Monday, February 28, 2005

You Know That Scene in Marathon Man?*

Sean had his first trip to the dentist last week. It did not go well.

At first, he was quite upbeat. Beforehand, we had talked all about what would happen at the dentist and how Sean's teeth would get nice and clean (Sean is big on "nice and clean"). He even seemed to be looking forward to it. In the waiting room, he played with some toys: no worries, no fear. In the examining room (or whatever the dental equivalent is called), he cheerfully climbed into the dentist chair.

Then the chair tilted back.

I could see in his eyes that he was beginning to panic. When the hygienist began cleaning his teeth, he started sobbing. He continued to cry for the rest of the visit, up to and including the dentist's exam. My soothing words had no effect at all. When the dentist was finished, I could finally hold Sean. He clung to me as if I were a life preserver. I know Sean was more traumatized than I, but I believe I came in a close second.

(Amidst the torrent of tears, I gleaned the following from the dentist: Since Sean's baby teeth are quite crowded and crooked, we can look forward to hefty orthodontic work after his second teeth arrive. Yay!)
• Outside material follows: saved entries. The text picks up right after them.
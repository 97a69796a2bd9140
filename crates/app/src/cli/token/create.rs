use clap::Args;
use fieldwork_app::{
    auth::{PgAuthService, UserUuid},
    database::{self, Db},
};

#[derive(Debug, Args)]
pub(crate) struct CreateTokenArgs {
    /// PostgreSQL connection string
    #[arg(long, env = "DATABASE_URL", hide_env_values = true)]
    database_url: String,

    /// User the token authenticates as
    #[arg(long)]
    user_uuid: UserUuid,
}

pub(crate) async fn run(args: CreateTokenArgs) -> Result<(), String> {
    let pool = database::connect(&args.database_url)
        .await
        .map_err(|error| format!("failed to connect to database: {error}"))?;

    let issued = PgAuthService::new(&Db::new(pool))
        .issue_api_token(args.user_uuid)
        .await
        .map_err(|error| format!("failed to create token: {error}"))?;

    println!("token_uuid: {}", issued.metadata.uuid);
    println!("user_uuid: {}", issued.metadata.user_uuid);
    println!("token_created_at: {}", issued.metadata.created_at);
    println!("api_token: {}", issued.token);
    println!("store this token now; it is only shown once");

    Ok(())
}
//! Job

use jiff::Timestamp;
use rust_decimal::Decimal;

use crate::{
    jobs::{
        invoice::LineItem,
        payments::{CheckNumber, PartialPayment, PaymentMethod},
        status::JobStatus,
    },
    technicians::TechUuid,
    uuids::TypedUuid,
};

/// Job UUID
pub type JobUuid = TypedUuid<Job>;

/// Who the work is for.
#[derive(Debug, Clone, PartialEq, Eq, Default)]
pub struct CustomerDetails {
    /// Display name.
    pub name: String,

    /// Contact phone; the customer directory is keyed by it.
    pub phone: String,

    /// Receipt email, if given.
    pub email: Option<String>,

    /// Service address.
    pub address: Option<String>,
}

/// A unit of dispatched work and its monetary state.
#[derive(Debug, Clone, PartialEq, Eq)]
pub struct Job {
    /// Immutable identifier.
    pub uuid: JobUuid,

    /// Lifecycle status.
    pub status: JobStatus,

    /// Customer the job is for.
    pub customer: CustomerDetails,

    /// Work requested.
    pub description: String,

    /// Appointment time, if scheduled.
    pub scheduled_for: Option<Timestamp>,

    /// Assigned technician.
    pub tech_uuid: Option<TechUuid>,

    /// Line items the current price was authorized from.
    pub line_items: Vec<LineItem>,

    /// Agreed total, set by authorization.
    pub price: Option<Decimal>,

    /// Whether tax was applied at authorization.
    pub taxable: bool,

    /// Present only when `taxable`.
    pub tax_amount: Option<Decimal>,

    /// Method of the most recent payment.
    pub payment_method: Option<PaymentMethod>,

    /// Running total while partially paid; pinned to `price` once fully paid.
    pub payment_amount: Option<Decimal>,

    /// Append-only, in the order payments were recorded.
    pub partial_payments: Vec<PartialPayment>,

    /// Check number of the most recent check payment that carried one.
    pub check_number: Option<CheckNumber>,

    /// Reference to the photographed check that settled the job.
    pub check_photo: Option<String>,

    /// Write sequence; bumped by every persisted update.
    pub version: i64,

    /// Creation time.
    pub created_at: Timestamp,

    /// Last modification time.
    pub updated_at: Timestamp,

    /// When the job reached `Closed`; later edits leave it alone.
    pub closed_at: Option<Timestamp>,
}

impl Job {
    /// A freshly booked job with no price.
    #[must_use]
    pub fn booked(
        uuid: JobUuid,
        customer: CustomerDetails,
        description: impl Into<String>,
        now: Timestamp,
    ) -> Self {
        Self {
            uuid,
            status: JobStatus::Booked,
            customer,
            description: description.into(),
            scheduled_for: None,
            tech_uuid: None,
            line_items: Vec::new(),
            price: None,
            taxable: false,
            tax_amount: None,
            payment_method: None,
            payment_amount: None,
            partial_payments: Vec::new(),
            check_number: None,
            check_photo: None,
            version: 0,
            created_at: now,
            updated_at: now,
            closed_at: None,
        }
    }
}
Now what? I can launch another public relations campaign as the next visit draws closer, I guess. And I am considering finding a different dentist. Although everyone there was kind and pleasant, they told me that after a child is 3 years old, they prefer that the child go into the examining room alone. The parent stays in the waiting room until the dentist sees the child. After this traumatic experience, I can't imagine letting Sean face it again all by himself.

Is it just me, or is 3 too young for flying solo at the dentist?

*After I viewed that scene in its entirety, my image of Laurence Olivier took a decided turn for the worse. No longer do I think of Laurence Olivier, essayer of Hamlet and Heathcliff, possibly abusive husband of Vivien Leigh. Now it's Laurence Olivier, sadistic Nazi dentist. And Zeus. Neither leaves a favorable lasting impression.